Saturday, February 13, 2010

Christianity 101

 A horrible misconception about the life of Christ-followers is that everything is about rules and regulations. So many people will never walk into a church building or engage in open dialogue about spiritual matters because they think that we will tell them to “clean up their act” or “get it together” so that they will be acceptable to God. There are two huge problems with this; first, nobody can make themselves clean enough to be acceptable to God; second, we actually are acting like we can!

Imagine that. The Bible we claim to believe states very clearly that all of our righteous behavior is meaningless (see Isaiah 64:6 and Romans 3:10), yet we try to tell the world to get righteous before they can meet God. No wonder people won't listen to us! The modern church is full of double talking Pharisees just as Israel was in the time of Jesus.

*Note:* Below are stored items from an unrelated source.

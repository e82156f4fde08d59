//! MCP (Model Context Protocol) server side: JSON-RPC framing, method
//! routing, tool schemas and the static resources.

pub mod content;
pub mod handler;
pub mod jsonrpc;
pub mod resources;
pub mod schema;
pub mod warnings;

pub use content::{ErrorCode, StructuredError, ToolContent, ToolResult};
pub use handler::McpHandler;
pub use jsonrpc::{JsonRpcError, JsonRpcRequest, JsonRpcResponse};
pub use warnings::ServerWarnings;
pub mod dispatch;
pub mod status;
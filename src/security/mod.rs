pub mod circuit;
pub mod redaction;
pub mod trackers;

pub use circuit::{Admission, CircuitBreaker, CircuitReason, CircuitSnapshot, RateLimitDenial};
pub use redaction::{REDACTED, redact_text, redact_value};
pub use trackers::{ToolCallLimiter, ToolRateLimited};
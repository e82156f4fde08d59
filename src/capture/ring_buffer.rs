use super::cursor::Cursor;
use super::types::Footprint;
use crate::error::CaptureError;
use chrono::{DateTime, SecondsFormat, Utc};
use serde::Serialize;
use std::collections::VecDeque;

/// A record plus the position the buffer assigned to it.
#[derive(Debug, Clone, Serialize)]
pub struct Stamped<T> {
    pub sequence: u64,
    #[serde(serialize_with = "serialize_nanos")]
    pub ingested_at: DateTime<Utc>,
    #[serde(flatten)]
    pub record: T,
}

fn serialize_nanos<S: serde::Serializer>(at: &DateTime<Utc>, s: S) -> Result<S::Ok, S::Error> {
    s.serialize_str(&at.to_rfc3339_opts(SecondsFormat::Nanos, true))
}

impl<T> Stamped<T> {
    pub fn cursor(&self) -> Cursor {
        Cursor::new(self.ingested_at, self.sequence)
    }
}

/// Which side of a cursor a read wants.
#[derive(Debug, Clone, PartialEq, Eq)]
pub enum CursorMode {
    /// Strictly newer than the cursor, oldest first.
    After(Cursor),
    /// Strictly older than the cursor, closest to it.
    Before(Cursor),
    /// The cursor's entry and everything newer.
    Since(Cursor),
}

impl CursorMode {
    fn cursor(&self) -> &Cursor {
        match self {
            Self::After(c) | Self::Before(c) | Self::Since(c) => c,
        }
    }

    fn admits(&self, sequence: u64) -> bool {
        match self {
            Self::After(c) => sequence > c.sequence,
            Self::Before(c) => sequence < c.sequence,
            Self::Since(c) => sequence >= c.sequence,
        }
    }
}

/// Pagination request for one buffer read.
#[derive(Debug, Clone, Default)]
pub struct PageRequest {
    pub cursor: Option<CursorMode>,
    /// Maximum entries returned; zero means no limit.
    pub limit: usize,
    pub restart_on_eviction: bool,
}

impl PageRequest {
    pub fn newest(limit: usize) -> Self {
        Self {
            limit,
            ..Self::default()
        }
    }

    /// Build from the raw string parameters tools and HTTP queries accept.
    /// `after` wins over `before`, which wins over `since`.
    pub fn from_params(
        after: Option<&str>,
        before: Option<&str>,
        since: Option<&str>,
        limit: usize,
        restart_on_eviction: bool,
    ) -> Result<Self, CaptureError> {
        fn non_empty(s: Option<&str>) -> Option<&str> {
            s.map(str::trim).filter(|s| !s.is_empty())
        }
        let cursor = if let Some(raw) = non_empty(after) {
            Some(CursorMode::After(raw.parse()?))
        } else if let Some(raw) = non_empty(before) {
            Some(CursorMode::Before(raw.parse()?))
        } else if let Some(raw) = non_empty(since) {
            Some(CursorMode::Since(raw.parse()?))
        } else {
            None
        };
        Ok(Self {
            cursor,
            limit,
            restart_on_eviction,
        })
    }
}

/// Pagination metadata returned alongside a page.
#[derive(Debug, Clone, Default, PartialEq, Serialize)]
pub struct PageMeta {
    /// Entries currently retained by the buffer.
    pub total: usize,
    pub count: usize,
    pub has_more: bool,
    #[serde(skip_serializing_if = "Option::is_none")]
    pub next_cursor: Option<String>,
    #[serde(skip_serializing_if = "Option::is_none")]
    pub prev_cursor: Option<String>,
    #[serde(skip_serializing_if = "Option::is_none")]
    pub oldest_timestamp: Option<String>,
    #[serde(skip_serializing_if = "Option::is_none")]
    pub newest_timestamp: Option<String>,
    #[serde(skip_serializing_if = "std::ops::Not::not")]
    pub cursor_restarted: bool,
    #[serde(skip_serializing_if = "Option::is_none")]
    pub original_cursor: Option<String>,
    #[serde(skip_serializing_if = "Option::is_none")]
    pub warning: Option<String>,
}

#[derive(Debug, Clone)]
pub struct Page<T> {
    pub entries: Vec<Stamped<T>>,
    pub meta: PageMeta,
}

/// Bounded FIFO with a buffer-wide monotonic sequence.
///
/// Sequences start at 1 and never rewind, not even on `clear`, so a sequence
/// identifies at most one record for the life of the process.
#[derive(Debug)]
pub struct RingBuffer<T> {
    entries: VecDeque<Stamped<T>>,
    capacity: usize,
    next_seq: u64,
    first_seq: u64,
    bytes: usize,
}

impl<T: Footprint + Clone> RingBuffer<T> {
    pub fn new(capacity: usize) -> Self {
        Self {
            entries: VecDeque::with_capacity(capacity.min(1024)),
            capacity: capacity.max(1),
            next_seq: 1,
            first_seq: 1,
            bytes: 0,
        }
    }

    /// Append records in order; they receive contiguous sequences.
    /// Returns the sequence of the last appended record.
    pub fn append_batch<I>(&mut self, records: I) -> u64
    where
        I: IntoIterator<Item = T>,
    {
        let now = Utc::now();
        for record in records {
            if self.entries.len() == self.capacity
                && let Some(evicted) = self.entries.pop_front()
            {
                self.bytes = self.bytes.saturating_sub(evicted.record.footprint());
            }
            self.bytes += record.footprint();
            self.entries.push_back(Stamped {
                sequence: self.next_seq,
                ingested_at: now,
                record,
            });
            self.next_seq += 1;
        }
        self.first_seq = self
            .entries
            .front()
            .map_or(self.next_seq, |oldest| oldest.sequence);
        self.tail_seq()
    }

    pub fn append(&mut self, record: T) -> u64 {
        self.append_batch(std::iter::once(record))
    }

    /// Drop all records. The watermark moves to the next unassigned sequence.
    pub fn clear(&mut self) {
        self.entries.clear();
        self.first_seq = self.next_seq;
        self.bytes = 0;
    }

    pub fn len(&self) -> usize {
        self.entries.len()
    }

    pub fn is_empty(&self) -> bool {
        self.entries.is_empty()
    }

    pub fn capacity(&self) -> usize {
        self.capacity
    }

    pub fn bytes(&self) -> usize {
        self.bytes
    }

    /// Oldest retained sequence (equals `tail_seq + 1` when empty).
    pub fn first_seq(&self) -> u64 {
        self.first_seq
    }

    /// Sequence of the newest record ever appended (0 before the first append).
    pub fn tail_seq(&self) -> u64 {
        self.next_seq - 1
    }

    pub fn iter(&self) -> impl DoubleEndedIterator<Item = &Stamped<T>> {
        self.entries.iter()
    }

    /// Count retained records newer than `sequence` that satisfy `pred`.
    pub fn count_since<F>(&self, sequence: u64, pred: F) -> usize
    where
        F: Fn(&T) -> bool,
    {
        self.entries
            .iter()
            .rev()
            .take_while(|e| e.sequence > sequence)
            .filter(|e| pred(&e.record))
            .count()
    }

    /// Resolve a page of records matching `filter`.
    pub fn read<F>(&self, request: &PageRequest, filter: F) -> Result<Page<T>, CaptureError>
    where
        F: Fn(&T) -> bool,
    {
        let mut meta = PageMeta {
            total: self.entries.len(),
            ..PageMeta::default()
        };

        let mut mode = request.cursor.clone();
        if let Some(cursor_mode) = &mode {
            let cursor = cursor_mode.cursor();
            if cursor.sequence > 0 && cursor.sequence < self.first_seq {
                if !request.restart_on_eviction {
                    return Err(CaptureError::CursorExpired {
                        requested: cursor.sequence,
                        oldest: self.first_seq,
                    });
                }
                meta.cursor_restarted = true;
                meta.original_cursor = Some(cursor.to_string());
                meta.warning = Some(format!(
                    "Cursor expired (buffer overflow). Restarted from oldest available entry. Lost entries: {} to {}",
                    cursor.sequence,
                    self.first_seq.saturating_sub(1)
                ));
                mode = None;
            }
        }

        let matched: Vec<&Stamped<T>> = self
            .entries
            .iter()
            .filter(|e| mode.as_ref().is_none_or(|m| m.admits(e.sequence)))
            .filter(|e| filter(&e.record))
            .collect();

        let limit = if request.limit == 0 {
            matched.len()
        } else {
            request.limit.min(matched.len())
        };
        let forward = meta.cursor_restarted
            || matches!(mode, Some(CursorMode::After(_) | CursorMode::Since(_)));
        let selected = if forward {
            &matched[..limit]
        } else {
            &matched[matched.len() - limit..]
        };

        meta.count = selected.len();
        meta.has_more = matched.len() > selected.len();
        if let (Some(first), Some(last)) = (selected.first(), selected.last()) {
            meta.prev_cursor = Some(first.cursor().to_string());
            meta.next_cursor = Some(last.cursor().to_string());
            meta.oldest_timestamp = Some(first.cursor().timestamp);
            meta.newest_timestamp = Some(last.cursor().timestamp);
        }

        Ok(Page {
            entries: selected.iter().map(|e| (*e).clone()).collect(),
            meta,
        })
    }
}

The sad truth is that we all are sinful humans who cannot come near to God without Him calling us. When sin entered the world through the disobedience of Adam, the relationship between man and God changed (see Genesis 3). Originally made in God's image, mankind is now a distorted image of Him. Left to our own devices, we will eventually succumb to our earthly nature which is at odds with God's divine nature (see Genesis 6 and Romans 8:7). What this means in practical terms is that a human is unable to be righteous in the eyes of God unless one of them has a change in nature. God does not change (see Malachi 3:6 and Hebrews 1:10-12), so we must.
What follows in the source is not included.